“The Gate of Hell” by Gustave Doré for Dante’s “Inferno.” (Wikimedia) “The Gate of Hell” by Gustave Doré for Dante’s “Inferno.” (Wikimedia)

Part 1: American imperialism leads the world into Dante’s vision of hell

Lasciate ogne speranza, voi ch’intrate -- Before the Tomahawk Missiles start flying between Moscow and New York, Americans had better educate themselves fast about the forces and the people who claim that Russia covered up a Syrian government gas attack on its own people. Proof no longer seems to matter in the rush to further transform the world into Dante’s vision of Hell. Accusations made by anonymous sources, spurious sources and outright frauds have become enough. Washington’s paranoia and confusion bare an uncanny resemblance to the final days of the Third Reich, when the leadership in Berlin became completely unglued. Tensions have been building since fall with accusations that Russian media interfered with our presidential election and is a growing threat to America’s national security. The latest WikiLeaks release strongly suggested that it was the CIA’s own contract hackers behind Hillary Clinton’s email leaks and not Russians. The U.S. has a long reputation of accusing others of things they didn’t do and planting fake news stories to back it up in order to provide a cause for war. The work of secret counter intelligence services is to misinform the public in order to shape opinion and that’s what this is. The current U.S. government campaign to slander Russia over anything and everything it does bears all the earmarks of a classic disinformation campaign but this time even crazier. Considering that Washington has put Russia, China and Iran on its anti-globalist hit-list from which no one is allowed to escape, drummed up charges against them shouldn’t come as a surprise. But accusing the Russians of undermining American democracy and interfering in an election is tantamount to an act of war and that simply is not going to wash. This time the United States is not demonizing an ideological enemy (USSR) or a religious one (al Qaeda, ISIS, Daesh etc.). It’s making this latest venture into the blackest of propaganda a race war, the way the Nazis made their invasion of Russia a race war in 1941 and that is not a war the United States can justify or win.

 

The level and shrillness of the latest disinformation campaign has been growing for some time. But the American public has lived in a culture of fake news (formerly known as propaganda) for so long many have grown to accept fake news as real news. George Orwell saw this coming and here it is. As a big supporter of U.S. military intervention in Cuba and avowed practitioner of “yellow journalism”, in 1897 William Randolph Hearst admonished the illustrator he’d sent to Cuba who’d found no war to illustrate; “You furnish the pictures and I’ll furnish the war.” Hearst eventually got his war and America’s experiment in imperialism was off and running.

 

Americans should know by now that their country’s wars are fertile ground for biased, one-sided, xenophobic, fake news and the United States has been in a permanent state of war since 1941. Although the targets have shifted over the years, the purpose of the propaganda hasn’t. Most cultures are coerced, cajoled or simply threatened into accepting known falsehoods demonizing their enemies during wartime but no matter how frequently repeated or cleverly told—no lie can hold if the war never ends. The legendary Cold Warrior, Time and Life Magazine’s Henry Luce considered his personal fight against Communism to be “a declaration of private war.” He’d even asked one of his executives whether or not the idea was probably “unlawful and probably mad?” Nonetheless, despite his doubts about his own sanity, Luce allowed the CIA to use his Time/Life as a cover for the agency’s operations and to provide credentials to CIA personnel.

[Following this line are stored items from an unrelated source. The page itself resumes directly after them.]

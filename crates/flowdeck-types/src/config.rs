//! Console configuration types for Flowdeck.
//!
//! `ConsoleConfig` represents the top-level `config.toml` that points the
//! console at the workflow repository and the upstream scheduler.

use std::path::PathBuf;

use serde::{Deserialize, Serialize};

/// Top-level configuration for the Flowdeck console.
///
/// Loaded from `{data_dir}/config.toml`. All fields have sensible defaults,
/// so an empty or missing file yields a runnable local setup.
#[derive(Debug, Clone, Default, Serialize, Deserialize)]
pub struct ConsoleConfig {
    #[serde(default)]
    pub workflow: WorkflowConfig,

    #[serde(default)]
    pub ds: DsConfig,

    #[serde(default)]
    pub server: ServerConfig,
}

/// Local workflow store settings.
#[derive(Debug, Clone, Default, Serialize, Deserialize)]
pub struct WorkflowConfig {
    /// Root of the git-backed workflow repository. When unset, the loader
    /// resolves `{data_dir}/workflow-repo`.
    #[serde(default)]
    pub repo_dir: Option<PathBuf>,
}

/// Upstream scheduler connection settings.
#[derive(Debug, Clone, Serialize, Deserialize)]
pub struct DsConfig {
    /// Base URL of the upstream scheduler API.
    #[serde(default = "default_ds_url")]
    pub url: String,

    /// Access token sent in the `token` header on every call.
    #[serde(default)]
    pub token: String,
}

fn default_ds_url() -> String {
    "http://localhost:12345/dolphinscheduler".to_string()
}

impl Default for DsConfig {
    fn default() -> Self {
        Self {
            url: default_ds_url(),
            token: String::new(),
        }
    }
}

/// HTTP server bind settings.
#[derive(Debug, Clone, Serialize, Deserialize)]
pub struct ServerConfig {
    #[serde(default = "default_host")]
    pub host: String,

    #[serde(default = "default_port")]
    pub port: u16,
}

fn default_host() -> String {
    "127.0.0.1".to_string()
}

fn default_port() -> u16 {
    8080
}

impl Default for ServerConfig {
    fn default() -> Self {
        Self {
            host: default_host(),
            port: default_port(),
        }
    }
}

Luce was not alone in his service to the CIA’s propaganda wars. Recently declassified documents reveal the CIA’s propaganda extended to all the mainstream media outlets. Dozens of the most respected journalists and opinion makers during the Cold War considered it a privilege to keep American public opinion from straying away from CIA control.

Now that the new Cold War has turned hot, we are led to believe that the Russians have breached this wall of not-so-truthful journalists and rattled the foundation of everything we are supposed to hold dear about the purity of the U.S. election process and “freedom of the press” in America. 

Black propaganda is all about lying. Authoritarian governments lie regularly. Totalitarian governments do it so often nobody believes them. A government based on democratic principles like the United States is supposed to speak the truth, but when the U.S. government’s own documents reveal it has been lying over and over again for decades, the jig is up.

Empires have been down this road before and it doesn’t end well. Americans are now being told they should consider all Russian opinion as fake and ignore any information that challenges the mainstream media and U.S. government on what is truth and what is the lie. But for the first time in memory Americans have become aware that the people Secretary of State Colin Powell once called “the crazies”, have taken the country over the cliff. 

The neoconservative hitmen and hit-ladies of Washington have a long list of targets that pass from generation to generation. Their influence on American government has been catastrophic yet it never seems to end. Senator J. William Fulbright identified their irrational system for making endless war in Vietnam 45 years ago in a New Yorker article titled Reflections in Thrall to Fear.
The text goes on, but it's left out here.